__Extracted data__:
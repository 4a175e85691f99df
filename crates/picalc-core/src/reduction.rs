//! Balanced pairwise reduction of term tasks.

use tracing::debug;

use crate::decimal::Decimal;
use crate::precision::Precision;
use crate::progress::TermResult;
use crate::task::{Task, TaskScope};

/// Sums decimal tasks with a logarithmic-depth tree, rounding every
/// partial sum to a fixed precision.
#[derive(Debug, Clone, Copy)]
pub struct ReductionTree {
    precision: Precision,
}

impl ReductionTree {
    /// Tree rounding partial sums to `precision`.
    #[must_use]
    pub fn new(precision: Precision) -> Self {
        Self { precision }
    }

    /// Task resolving to the sum of `tasks`; zero when empty.
    ///
    /// # Example
    /// ```
    /// use picalc_core::decimal::Decimal;
    /// use picalc_core::precision::Precision;
    /// use picalc_core::reduction::ReductionTree;
    /// use picalc_core::task::{Executor, TaskScope};
    ///
    /// let scope = TaskScope::new(Executor::new(2).unwrap());
    /// let tasks = (1..=4u32).map(|i| scope.completed(Decimal::from(i))).collect();
    /// let sum = ReductionTree::new(Precision::default()).reduce(&scope, tasks);
    /// assert_eq!(sum.wait().unwrap(), Decimal::from(10u32));
    /// ```
    pub fn reduce(&self, scope: &TaskScope, tasks: Vec<Task<Decimal>>) -> Task<Decimal> {
        let precision = self.precision;
        reduce_balanced(scope, tasks, Decimal::zero(), move |a, b| {
            (&a + &b).round(precision)
        })
    }

    /// Task resolving to the sum of the term values.
    pub fn reduce_terms(&self, scope: &TaskScope, terms: Vec<Task<TermResult>>) -> Task<Decimal> {
        let values = terms.into_iter().map(|term| term.map(|term| term.value)).collect();
        self.reduce(scope, values)
    }
}

/// Combine adjacent tasks level by level until one remains.
///
/// Pairing is fixed by position: `(0,1), (2,3), ...`; an odd trailing
/// task is carried unchanged to the next level.
pub fn reduce_balanced<T, F>(scope: &TaskScope, tasks: Vec<Task<T>>, identity: T, combine: F) -> Task<T>
where
    T: Clone + Send + Sync + 'static,
    F: Fn(T, T) -> T + Clone + Send + 'static,
{
    if tasks.is_empty() {
        return scope.completed(identity);
    }

    let leaves = tasks.len();
    let mut level = tasks;
    let mut depth = 0u32;
    while level.len() > 1 {
        let mut next = Vec::with_capacity(level.len().div_ceil(2));
        let mut iter = level.into_iter();
        while let Some(left) = iter.next() {
            match iter.next() {
                Some(right) => next.push(left.combine(&right, combine.clone())),
                None => next.push(left),
            }
        }
        level = next;
        depth += 1;
    }
    debug!(leaves, depth, "reduction tree built");

    level
        .into_iter()
        .next()
        .unwrap_or_else(|| scope.completed(identity))
}
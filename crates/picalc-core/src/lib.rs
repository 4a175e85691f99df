//! # picalc-core
//!
//! Concurrent arbitrary-precision series engine for π.
//! Terms of the Chudnovsky and Bailey–Borwein–Plouffe series are computed
//! as independent tasks on a rayon pool, reduced with a balanced tree and
//! reported to progress listeners as they complete.

pub mod calculator;
pub mod constants;
pub mod decimal;
pub mod factorial;
pub mod formula;
pub mod mapper;
pub mod observer;
pub mod observers;
pub mod precision;
pub mod progress;
pub mod reduction;
pub mod registry;
pub mod task;

// Re-exports
pub use calculator::{SeriesCalculator, SeriesError};
pub use constants::{exit_codes, DEFAULT_PRECISION_DIGITS, GUARD_DIGITS};
pub use decimal::Decimal;
pub use formula::Formula;
pub use mapper::PrecisionIterationMapper;
pub use observer::{ProgressHub, ProgressListener};
pub use precision::{Precision, RoundingPolicy};
pub use progress::{CancellationToken, ProgressEvent, TermResult};
pub use registry::{CalculatorFactory, DefaultFactory};
pub use task::{Executor, Task, TaskScope, TaskStatus};

/// π to `digits` significant digits, truncated.
///
/// Convenience wrapper over the Chudnovsky calculator on a default-sized
/// pool. For progress, cancellation or another formula use
/// [`SeriesCalculator`] directly.
///
/// # Example
/// ```
/// let pi = picalc_core::pi(21).unwrap();
/// assert_eq!(pi.to_string(), "3.14159265358979323846");
/// ```
pub fn pi(digits: u32) -> Result<Decimal, SeriesError> {
    let target = Precision::new(digits, RoundingPolicy::Down)?;
    let working = target.with_digits(digits.saturating_add(GUARD_DIGITS))?;
    let calculator = SeriesCalculator::new(Formula::Chudnovsky, Executor::new(0)?);
    let iterations = calculator.iterations_for(i64::from(working.digits()))?;
    let iterations = i64::try_from(iterations)
        .map_err(|_| SeriesError::InvalidArgument(format!("{digits} digits is too many")))?;
    Ok(calculator.calculate_with(iterations, working)?.round(target))
}
#![no_main]

use libfuzzer_sys::fuzz_target;

use picalc_core::decimal::Decimal;
use picalc_core::precision::{Precision, RoundingPolicy};

fuzz_target!(|data: &[u8]| {
    let Some((&digits, text)) = data.split_first() else {
        return;
    };
    let Ok(text) = std::str::from_utf8(text) else {
        return;
    };
    let Ok(value) = text.parse::<Decimal>() else {
        return;
    };

    let reparsed: Decimal = value.to_string().parse().expect("display output must parse");
    assert_eq!(reparsed, value, "display round trip of {text:?}");

    let digits = u32::from(digits % 64) + 1;
    for rounding in RoundingPolicy::ALL {
        let rounded = value.round(Precision::new(digits, rounding).unwrap());
        assert!(rounded.significant_digits() <= u64::from(digits));
        if rounding == RoundingPolicy::Down {
            assert!(rounded.abs() <= value.abs(), "truncation grew {text:?}");
        }
    }
});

__Activity__: All lines in the entries above that include "zero" should be found and copied.

__Written reply__:
    /// Task resolving to the sum of `tasks`; zero when empty.
        reduce_balanced(scope, tasks, Decimal::zero(), move |a, b| {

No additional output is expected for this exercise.